Baby Beaches

Seemed like a good idea at the time . . .

The beach is where the OC gives birth to its summers and perhaps nowhere so obviously as the placid inlets where babies and toddlers—the girls in bathing suits of frilly pastels; the boys in mini-baggies—are brought to play in warm, calm water. Parents look on protectively; they've slathered the kids with Baby Block SPF 3000, packed lunches, paid for parking and put up umbrellas. The children gurgle and coo as they splash safely in the gentle ripples lapping the sand; it's a beautiful scene. Except that over the years the beaches that OC has designated for its children have come to feature some of the dirtiest and most dangerous ocean water in the county. That's because the same gentle surf conditions that ensure children won't be swept away also create stagnant waters where pollutants brew. Misguided by maternal-sounding names, parents baste their kids in an unsavory gravy of E. coli, fecal coliform, salmonella, shigella, cryptosporidium, rotavirus and enterovirus, just to name a few. These bacteria, viruses and protozoa can cause gastroenteritis, fever, diarrhea, respiratory infections, rashes and meningitis. Annually, the dirtiest baby beach in Orange County is in Dana Point Harbor, nestled in a scenic U-shaped shoreline between a pair of storm drains that dump urban runoff right into the water where the children play. While not technically designated a "baby beach," Newport Dunes attracts even more children, and the water quality there is frequently even worse.

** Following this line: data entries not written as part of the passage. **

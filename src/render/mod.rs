pub mod renderer;

pub use renderer::Renderer;
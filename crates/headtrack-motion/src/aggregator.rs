use crate::source::SourceEvent;
use crate::types::{ConnectionState, MotionSample};

/// What an applied event changed.
#[derive(Debug, Clone, Copy, Default, PartialEq, Eq)]
pub struct Changes {
    pub sample: bool,
    pub error: bool,
}

impl Changes {
    pub fn any(&self) -> bool {
        self.sample || self.error
    }
}

/// Latest known-good sample plus the latest source error.
///
/// Pure state: the engine task feeds it events one at a time.
#[derive(Debug, Clone, Default, PartialEq)]
pub struct MotionState {
    sample: MotionSample,
    last_error: String,
}

impl MotionState {
    pub fn new() -> Self {
        Self::default()
    }

    pub fn sample(&self) -> &MotionSample {
        &self.sample
    }

    /// Empty when no error has been reported.
    pub fn last_error(&self) -> &str {
        &self.last_error
    }

    pub fn apply(&mut self, event: SourceEvent) -> Changes {
        let mut changes = Changes::default();
        match event {
            SourceEvent::Tick { motion, error } => {
                if let Some(error) = error {
                    let message = error.to_string();
                    if message != self.last_error {
                        self.last_error = message;
                        changes.error = true;
                    }
                }
                // An error-only tick keeps the previous sample.
                if let Some(raw) = motion {
                    let next = self.sample.with_motion(&raw);
                    changes.sample = next != self.sample;
                    self.sample = next;
                }
            }
            SourceEvent::Connected => {
                changes.sample = self.set_connection(ConnectionState::Connected);
            }
            SourceEvent::Disconnected => {
                changes.sample = self.set_connection(ConnectionState::Disconnected);
            }
            SourceEvent::TrackingActive(active) => {
                changes.sample = replace_flag(&mut self.sample.tracking_active, active);
            }
            SourceEvent::TrackingAvailable(available) => {
                changes.sample = replace_flag(&mut self.sample.tracking_available, available);
            }
        }
        changes
    }

    fn set_connection(&mut self, state: ConnectionState) -> bool {
        let changed = self.sample.connection_state != state;
        self.sample.connection_state = state;
        changed
    }
}

fn replace_flag(flag: &mut bool, value: bool) -> bool {
    let changed = *flag != value;
    *flag = value;
    changed
}
mod types;

pub use types::*;

use anyhow::Result;
use std::path::{Path, PathBuf};
use tracing::info;

/// Returns the config directory: <platform config dir>/headtrack/
pub fn config_dir() -> Result<PathBuf> {
    let dir = dirs::config_dir()
        .ok_or_else(|| anyhow::anyhow!("Could not determine config directory"))?
        .join("headtrack");
    std::fs::create_dir_all(&dir)?;
    Ok(dir)
}

/// Returns the config file path: <platform config dir>/headtrack/config.toml
pub fn config_path() -> Result<PathBuf> {
    Ok(config_dir()?.join("config.toml"))
}

/// Load config from disk, or return default if not found.
pub fn load_config() -> Result<AppConfig> {
    load_config_from(&config_path()?)
}

pub fn load_config_from(path: &Path) -> Result<AppConfig> {
    if path.exists() {
        let contents = std::fs::read_to_string(path)?;
        let config: AppConfig = toml::from_str(&contents)?;
        info!(?path, "Loaded config");
        Ok(config)
    } else {
        info!("No config found, using defaults");
        Ok(AppConfig::default())
    }
}

/// Save config to disk.
pub fn save_config(config: &AppConfig) -> Result<()> {
    save_config_to(config, &config_path()?)
}

pub fn save_config_to(config: &AppConfig, path: &Path) -> Result<()> {
    let contents = toml::to_string_pretty(config)?;
    std::fs::write(path, contents)?;
    info!(?path, "Saved config");
    Ok(())
}

/// Directory CSV recordings go to when the config does not name one.
pub fn default_record_dir() -> Result<PathBuf> {
    match dirs::document_dir() {
        Some(dir) => Ok(dir),
        None => config_dir(),
    }
}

It's pretty ugly up in wealthy Huntington Harbour, too: here a stretch of sand designated Mother's Beach is near a storm drain. The common thread linking these beaches—and many more like them—is low tidal circulation, Mother Nature's way to cleanse the sands. Rather than bringing their kids to wander these waters, parents are better off letting them play in the toilet. At least that gets cleaned once in awhile.